WORK INSTRUCTION ::
Copy out each line of the material below that holds the string "SharedContext".

[Start of section]

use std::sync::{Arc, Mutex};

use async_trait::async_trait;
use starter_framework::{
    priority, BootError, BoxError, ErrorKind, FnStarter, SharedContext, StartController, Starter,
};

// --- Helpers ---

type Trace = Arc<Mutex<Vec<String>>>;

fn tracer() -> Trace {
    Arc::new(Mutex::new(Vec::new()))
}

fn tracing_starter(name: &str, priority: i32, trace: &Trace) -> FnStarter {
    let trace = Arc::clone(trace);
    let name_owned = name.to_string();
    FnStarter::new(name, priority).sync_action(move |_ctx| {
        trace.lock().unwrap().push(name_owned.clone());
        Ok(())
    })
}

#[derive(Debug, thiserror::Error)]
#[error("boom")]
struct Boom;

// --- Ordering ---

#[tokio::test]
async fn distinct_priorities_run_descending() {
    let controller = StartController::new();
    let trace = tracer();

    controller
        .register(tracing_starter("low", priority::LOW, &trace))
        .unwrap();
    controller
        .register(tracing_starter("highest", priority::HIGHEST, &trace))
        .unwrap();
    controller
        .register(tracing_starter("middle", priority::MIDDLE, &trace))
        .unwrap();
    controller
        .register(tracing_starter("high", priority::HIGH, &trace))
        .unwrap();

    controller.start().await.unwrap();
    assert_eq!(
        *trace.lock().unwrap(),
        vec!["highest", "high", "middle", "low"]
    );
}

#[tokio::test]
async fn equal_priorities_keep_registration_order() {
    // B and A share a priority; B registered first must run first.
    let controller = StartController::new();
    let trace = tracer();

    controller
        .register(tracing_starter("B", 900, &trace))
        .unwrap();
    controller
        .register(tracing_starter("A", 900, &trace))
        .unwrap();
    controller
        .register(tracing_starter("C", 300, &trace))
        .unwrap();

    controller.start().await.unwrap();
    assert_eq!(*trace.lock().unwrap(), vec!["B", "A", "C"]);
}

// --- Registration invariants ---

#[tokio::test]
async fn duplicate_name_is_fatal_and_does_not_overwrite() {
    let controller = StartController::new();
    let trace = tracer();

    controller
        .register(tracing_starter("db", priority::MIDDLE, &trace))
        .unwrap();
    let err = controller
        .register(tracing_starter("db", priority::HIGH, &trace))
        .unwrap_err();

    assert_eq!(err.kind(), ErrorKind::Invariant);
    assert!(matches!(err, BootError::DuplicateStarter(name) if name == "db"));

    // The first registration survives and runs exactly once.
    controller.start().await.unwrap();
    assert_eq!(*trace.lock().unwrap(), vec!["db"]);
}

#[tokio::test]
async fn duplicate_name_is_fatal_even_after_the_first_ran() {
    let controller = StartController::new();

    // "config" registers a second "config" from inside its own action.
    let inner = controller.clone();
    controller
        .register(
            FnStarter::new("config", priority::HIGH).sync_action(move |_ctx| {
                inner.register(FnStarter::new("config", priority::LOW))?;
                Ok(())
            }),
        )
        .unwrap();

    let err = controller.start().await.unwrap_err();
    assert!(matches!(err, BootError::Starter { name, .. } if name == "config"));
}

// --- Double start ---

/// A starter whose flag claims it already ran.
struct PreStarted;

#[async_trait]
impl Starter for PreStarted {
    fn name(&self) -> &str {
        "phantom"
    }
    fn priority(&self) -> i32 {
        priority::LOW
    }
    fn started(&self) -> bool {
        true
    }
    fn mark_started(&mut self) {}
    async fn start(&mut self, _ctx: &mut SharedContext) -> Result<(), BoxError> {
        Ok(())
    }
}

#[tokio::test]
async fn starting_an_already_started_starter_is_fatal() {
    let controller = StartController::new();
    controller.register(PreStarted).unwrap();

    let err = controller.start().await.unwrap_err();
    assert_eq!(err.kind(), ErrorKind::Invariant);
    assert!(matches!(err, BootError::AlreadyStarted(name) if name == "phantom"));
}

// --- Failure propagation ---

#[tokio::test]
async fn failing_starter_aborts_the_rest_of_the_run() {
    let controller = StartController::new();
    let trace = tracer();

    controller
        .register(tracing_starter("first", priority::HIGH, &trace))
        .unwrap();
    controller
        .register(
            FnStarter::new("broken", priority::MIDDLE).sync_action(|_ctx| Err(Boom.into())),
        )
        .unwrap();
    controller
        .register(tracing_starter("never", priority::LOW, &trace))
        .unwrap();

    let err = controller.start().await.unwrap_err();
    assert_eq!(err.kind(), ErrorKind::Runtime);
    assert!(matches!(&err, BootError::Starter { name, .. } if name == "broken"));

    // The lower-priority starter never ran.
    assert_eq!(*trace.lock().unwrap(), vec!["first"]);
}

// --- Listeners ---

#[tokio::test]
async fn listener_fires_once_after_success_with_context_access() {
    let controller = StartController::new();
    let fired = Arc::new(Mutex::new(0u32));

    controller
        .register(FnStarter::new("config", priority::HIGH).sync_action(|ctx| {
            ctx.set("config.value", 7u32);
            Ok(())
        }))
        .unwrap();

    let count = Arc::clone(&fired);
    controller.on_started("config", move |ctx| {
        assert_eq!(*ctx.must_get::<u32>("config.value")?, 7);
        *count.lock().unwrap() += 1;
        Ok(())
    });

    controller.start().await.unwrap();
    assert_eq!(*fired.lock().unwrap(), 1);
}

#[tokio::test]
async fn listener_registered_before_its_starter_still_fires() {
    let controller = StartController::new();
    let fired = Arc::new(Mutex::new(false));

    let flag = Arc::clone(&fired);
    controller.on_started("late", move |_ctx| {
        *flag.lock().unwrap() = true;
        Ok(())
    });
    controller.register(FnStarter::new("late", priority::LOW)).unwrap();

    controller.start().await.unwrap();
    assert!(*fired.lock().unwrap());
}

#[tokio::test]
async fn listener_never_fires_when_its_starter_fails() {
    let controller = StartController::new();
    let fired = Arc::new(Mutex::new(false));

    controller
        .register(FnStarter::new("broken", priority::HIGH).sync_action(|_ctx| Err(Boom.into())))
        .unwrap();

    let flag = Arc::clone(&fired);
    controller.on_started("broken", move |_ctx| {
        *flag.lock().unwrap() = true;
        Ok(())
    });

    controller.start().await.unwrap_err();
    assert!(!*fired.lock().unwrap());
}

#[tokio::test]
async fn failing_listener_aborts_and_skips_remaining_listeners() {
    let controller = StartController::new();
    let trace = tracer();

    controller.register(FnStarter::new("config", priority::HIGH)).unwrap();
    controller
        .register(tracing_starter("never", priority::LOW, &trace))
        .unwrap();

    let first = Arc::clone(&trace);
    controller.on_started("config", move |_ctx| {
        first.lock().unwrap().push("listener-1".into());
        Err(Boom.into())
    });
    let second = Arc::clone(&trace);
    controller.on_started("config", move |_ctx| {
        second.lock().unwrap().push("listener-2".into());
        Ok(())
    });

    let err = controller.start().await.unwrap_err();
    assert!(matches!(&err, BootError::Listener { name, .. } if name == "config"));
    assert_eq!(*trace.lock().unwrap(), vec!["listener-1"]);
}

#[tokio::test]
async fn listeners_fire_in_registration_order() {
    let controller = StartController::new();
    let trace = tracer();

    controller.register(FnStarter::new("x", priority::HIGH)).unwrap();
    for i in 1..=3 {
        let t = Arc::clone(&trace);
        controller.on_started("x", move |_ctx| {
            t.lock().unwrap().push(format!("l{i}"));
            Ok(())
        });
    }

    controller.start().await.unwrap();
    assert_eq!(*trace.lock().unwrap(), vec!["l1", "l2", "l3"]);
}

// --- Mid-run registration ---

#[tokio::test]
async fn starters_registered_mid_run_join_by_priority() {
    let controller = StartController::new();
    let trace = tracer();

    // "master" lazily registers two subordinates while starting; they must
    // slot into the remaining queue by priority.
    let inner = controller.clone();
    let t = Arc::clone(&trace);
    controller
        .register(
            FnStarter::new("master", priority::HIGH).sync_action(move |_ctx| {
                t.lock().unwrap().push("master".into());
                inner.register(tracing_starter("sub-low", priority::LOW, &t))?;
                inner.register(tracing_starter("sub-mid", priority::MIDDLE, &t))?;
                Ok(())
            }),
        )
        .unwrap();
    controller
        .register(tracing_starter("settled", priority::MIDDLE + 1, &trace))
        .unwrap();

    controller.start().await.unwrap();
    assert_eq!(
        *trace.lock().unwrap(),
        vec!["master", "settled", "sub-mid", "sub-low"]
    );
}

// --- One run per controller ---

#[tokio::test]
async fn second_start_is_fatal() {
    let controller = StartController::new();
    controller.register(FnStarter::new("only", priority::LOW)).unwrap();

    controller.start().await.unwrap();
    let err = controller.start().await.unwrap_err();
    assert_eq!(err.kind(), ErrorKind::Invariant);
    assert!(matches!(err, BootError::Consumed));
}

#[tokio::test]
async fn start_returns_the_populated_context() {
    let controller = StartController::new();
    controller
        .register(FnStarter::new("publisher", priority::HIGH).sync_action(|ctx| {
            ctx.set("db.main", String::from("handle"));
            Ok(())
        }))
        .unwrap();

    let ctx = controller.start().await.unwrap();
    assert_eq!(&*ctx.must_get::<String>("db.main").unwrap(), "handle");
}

[End of section]

ANSWER BELOW ::
    priority, BootError, BoxError, ErrorKind, FnStarter, SharedContext, StartController, Starter,
    async fn start(&mut self, _ctx: &mut SharedContext) -> Result<(), BoxError> {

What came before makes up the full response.